• **INFORMATION SUPPLIED**:
..........

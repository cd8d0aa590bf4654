//! Debugger service.
//!
//! Orchestrates one [`DebugSession`] and the [`DebuggerModel`]: requests go
//! out through the session, replies and events are folded into the model.
//! Breakpoints survive kernel restarts by content id, see [`breakpoints`].
//!
//! Remote failures (a failed reply, a closed connection) are logged and
//! absorbed: the operation leaves the model untouched. A missing session, a
//! missing connection, a failed handshake and identity misconfiguration are
//! returned to the caller.

mod breakpoints;
mod inspect;
mod persist;


use std::collections::HashMap;
use std::sync::{Arc, Weak};

use parking_lot::{Mutex, RwLock, RwLockReadGuard};
use tokio::sync::broadcast;
use tokio::task::JoinHandle;

use crate::error::{DebuggerError, Result};
use crate::identity::SharedIdentityRegistry;
use crate::model::{DebuggerModel, ModelChange, DEFAULT_THREAD_ID};
use crate::protocol::{
    ContinueArguments, DebugCommand, DebugEventKind, EventMessage, ExceptionBreakMode,
    ExceptionOptions, ExceptionPathSegment, NextArguments, Reply,
    SetExceptionBreakpointsArguments, StepInArguments, StepOutArguments,
};
use crate::session::DebugSession;
use crate::sources::DebuggerSources;

pub use persist::{DebuggerState, DebuggerStateFile};

const EVENT_CAPACITY: usize = 256;

pub struct DebuggerService {
    identity: SharedIdentityRegistry,
    sources: Option<Arc<dyn DebuggerSources>>,
    session: RwLock<Option<Arc<DebugSession>>>,
    model: RwLock<DebuggerModel>,
    /// Code of every dumped cell, by the path the kernel gave it.
    dumped: Mutex<HashMap<String, String>>,
    events: broadcast::Sender<EventMessage>,
    listener: Mutex<Option<JoinHandle<()>>>,
}

impl DebuggerService {
    pub fn new(
        identity: SharedIdentityRegistry,
        sources: Option<Arc<dyn DebuggerSources>>,
    ) -> Arc<Self> {
        let (events, _) = broadcast::channel(EVENT_CAPACITY);
        Arc::new(Self {
            identity,
            sources,
            session: RwLock::new(None),
            model: RwLock::new(DebuggerModel::new()),
            dumped: Mutex::new(HashMap::new()),
            events,
            listener: Mutex::new(None),
        })
    }

    pub fn identity(&self) -> &SharedIdentityRegistry {
        &self.identity
    }

    /// Read access to the model. Do not hold the guard across an `.await`.
    pub fn model(&self) -> RwLockReadGuard<'_, DebuggerModel> {
        self.model.read()
    }

    pub fn subscribe_model(&self) -> broadcast::Receiver<ModelChange> {
        self.model.read().subscribe()
    }

    /// Debug events, re-emitted after the model has been updated for them.
    pub fn subscribe_events(&self) -> broadcast::Receiver<EventMessage> {
        self.events.subscribe()
    }

    pub fn session(&self) -> Option<Arc<DebugSession>> {
        self.session.read().clone()
    }

    pub(crate) fn active_session(&self) -> Result<Arc<DebugSession>> {
        self.session().ok_or(DebuggerError::NoActiveSession)
    }

    /// Swap the active session. The previous one is disposed and the model
    /// cleared.
    pub fn set_session(self: &Arc<Self>, session: Option<Arc<DebugSession>>) {
        let previous = std::mem::replace(&mut *self.session.write(), session.clone());
        if let Some(previous) = previous {
            let same = session
                .as_ref()
                .map(|next| Arc::ptr_eq(next, &previous))
                .unwrap_or(false);
            if !same {
                previous.dispose();
            }
        }

        let mut listener = self.listener.lock();
        if let Some(task) = listener.take() {
            task.abort();
        }
        if let Some(session) = &session {
            let events = session.subscribe();
            *listener = Some(tokio::spawn(listen(Arc::downgrade(self), events)));
            tracing::info!("[service] Active session is now {}", session.id());
        }
        drop(listener);

        self.dumped.lock().clear();
        self.model.write().clear();
    }

    pub fn is_started(&self) -> bool {
        self.session().map(|s| s.is_started()).unwrap_or(false)
    }

    pub fn has_stopped_threads(&self) -> bool {
        !self.model.read().stopped_threads().is_empty()
    }

    pub fn is_pausing_on_exceptions(&self) -> bool {
        let Some(session) = self.session() else {
            return false;
        };
        let Ok(engine) = engine_of(&session) else {
            return false;
        };
        self.identity
            .read()
            .file_params(&engine)
            .map(|params| session.is_pausing_on_exceptions(&params.prefix))
            .unwrap_or(false)
    }

    /// Content id of `code` for the attached engine.
    pub fn code_id(&self, code: &str) -> Result<String> {
        let session = self.active_session()?;
        let engine = engine_of(&session)?;
        self.identity.read().compute_id(code, &engine)
    }

    /// Send a typed request, absorbing soft failures into `None`.
    pub(crate) async fn call<C>(&self, arguments: &C) -> Result<Option<C::Body>>
    where
        C: DebugCommand + Sync,
    {
        let session = self.active_session()?;
        absorb(C::COMMAND, session.request(arguments).await)
    }

    // ========================================================================
    // Lifecycle
    // ========================================================================

    /// Start the debugger and sync with the kernel's state.
    pub async fn start(&self) -> Result<()> {
        let session = self.active_session()?;
        session.start().await?;
        self.restore_state(false).await
    }

    pub async fn stop(&self) -> Result<()> {
        let session = self.active_session()?;
        if let Err(e) = session.stop().await {
            if e.is_fatal() {
                return Err(e);
            }
            tracing::warn!("[service] disconnect failed: {}", e);
        }
        self.model.write().clear();
        Ok(())
    }

    // ========================================================================
    // Execution control
    // ========================================================================

    pub async fn continue_execution(&self) -> Result<()> {
        let thread_id = self.model.read().current_thread();
        if self.call(&ContinueArguments { thread_id }).await?.is_some() {
            let mut model = self.model.write();
            model.remove_stopped_thread(thread_id);
            model.clear_call_state();
        }
        Ok(())
    }

    pub async fn next(&self) -> Result<()> {
        let thread_id = self.model.read().current_thread();
        let stepped = self.call(&NextArguments { thread_id }).await?.is_some();
        self.after_step(stepped);
        Ok(())
    }

    pub async fn step_in(&self) -> Result<()> {
        let thread_id = self.model.read().current_thread();
        let stepped = self.call(&StepInArguments { thread_id }).await?.is_some();
        self.after_step(stepped);
        Ok(())
    }

    pub async fn step_out(&self) -> Result<()> {
        let thread_id = self.model.read().current_thread();
        let stepped = self.call(&StepOutArguments { thread_id }).await?.is_some();
        self.after_step(stepped);
        Ok(())
    }

    fn after_step(&self, stepped: bool) {
        if stepped {
            self.model.write().clear_call_state();
        }
    }

    /// Toggle pausing on exceptions for the attached engine and re-send the
    /// whole exception breakpoint configuration.
    pub async fn pause_on_exceptions(&self, enable: bool) -> Result<()> {
        let session = self.active_session()?;
        let engine = engine_of(&session)?;
        let prefix = self
            .identity
            .read()
            .file_params(&engine)
            .map(|params| params.prefix.clone())
            .ok_or_else(|| {
                DebuggerError::Configuration(format!("Kernel ({engine}) has no tmp file params."))
            })?;

        session.set_pausing_on_exceptions(&prefix, enable);
        self.send_exception_breakpoints(&session, enable).await
    }

    async fn send_exception_breakpoints(&self, session: &DebugSession, enable: bool) -> Result<()> {
        let filters = session.exception_breakpoint_filters();
        let paths = session.exception_paths();
        let break_mode = if enable {
            ExceptionBreakMode::UserUnhandled
        } else {
            ExceptionBreakMode::Never
        };

        let exception_options = filters
            .iter()
            .map(|_| ExceptionOptions {
                path: if paths.is_empty() {
                    Vec::new()
                } else {
                    vec![ExceptionPathSegment {
                        negate: None,
                        names: paths.clone(),
                    }]
                },
                break_mode,
            })
            .collect();
        let arguments = SetExceptionBreakpointsArguments {
            filters: if enable {
                filters.iter().map(|f| f.filter.clone()).collect()
            } else {
                Vec::new()
            },
            exception_options,
        };

        absorb(
            SetExceptionBreakpointsArguments::COMMAND,
            session.request(&arguments).await,
        )?;
        Ok(())
    }

    // ========================================================================
    // Events
    // ========================================================================

    async fn handle_event(&self, event: EventMessage) {
        match event.kind() {
            DebugEventKind::Stopped(body) => {
                let thread_id = body.thread_id.unwrap_or(DEFAULT_THREAD_ID);
                self.model.write().add_stopped_thread(thread_id);
                if let Err(e) = self.refresh_frames().await {
                    tracing::warn!("[service] Could not fetch frames after stop: {}", e);
                }
            }
            DebugEventKind::Continued(body) => {
                let mut model = self.model.write();
                model.remove_stopped_thread(body.thread_id);
                model.clear_call_state();
            }
            DebugEventKind::Terminated | DebugEventKind::Exited => {
                let mut model = self.model.write();
                model.set_stopped_threads(Vec::<i64>::new());
                model.clear_call_state();
            }
            DebugEventKind::Other => {}
        }

        let _ = self.events.send(event);
    }
}

impl Drop for DebuggerService {
    fn drop(&mut self) {
        if let Some(task) = self.listener.lock().take() {
            task.abort();
        }
    }
}

async fn listen(service: Weak<DebuggerService>, mut events: broadcast::Receiver<EventMessage>) {
    loop {
        match events.recv().await {
            Ok(event) => {
                let Some(service) = service.upgrade() else {
                    break;
                };
                tracing::debug!("[service] Event: {}", event.event);
                service.handle_event(event).await;
            }
            Err(broadcast::error::RecvError::Lagged(skipped)) => {
                tracing::warn!("[service] Event listener lagged, {} events dropped", skipped);
            }
            Err(broadcast::error::RecvError::Closed) => break,
        }
    }
}

/// Engine (kernel name) of the session's connection.
pub(crate) fn engine_of(session: &DebugSession) -> Result<String> {
    session
        .connection_info()
        .map(|info| info.kernel_name)
        .ok_or(DebuggerError::NoActiveConnection)
}

/// Keep fatal errors, log and drop everything else.
pub(crate) fn absorb<B>(command: &str, result: Result<Reply<B>>) -> Result<Option<B>> {
    match result {
        Ok(Reply::Success { body, .. }) => Ok(Some(body)),
        Ok(Reply::Failure { message, .. }) => {
            tracing::warn!("[service] {} failed: {}", command, message);
            Ok(None)
        }
        Err(e) if e.is_fatal() => Err(e),
        Err(e) => {
            tracing::warn!("[service] {} failed: {}", command, e);
            Ok(None)
        }
    }
}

..........

• **AIM OF THE EXERCISE**: From the data above, return every line from the line that has "let mut listener" up to and including the line that has "let events = session.subscribe();", exactly.

• **EXPECTED ANSWER**:
        let mut listener = self.listener.lock();
        if let Some(task) = listener.take() {
            task.abort();
        }
        if let Some(session) = &session {
            let events = session.subscribe();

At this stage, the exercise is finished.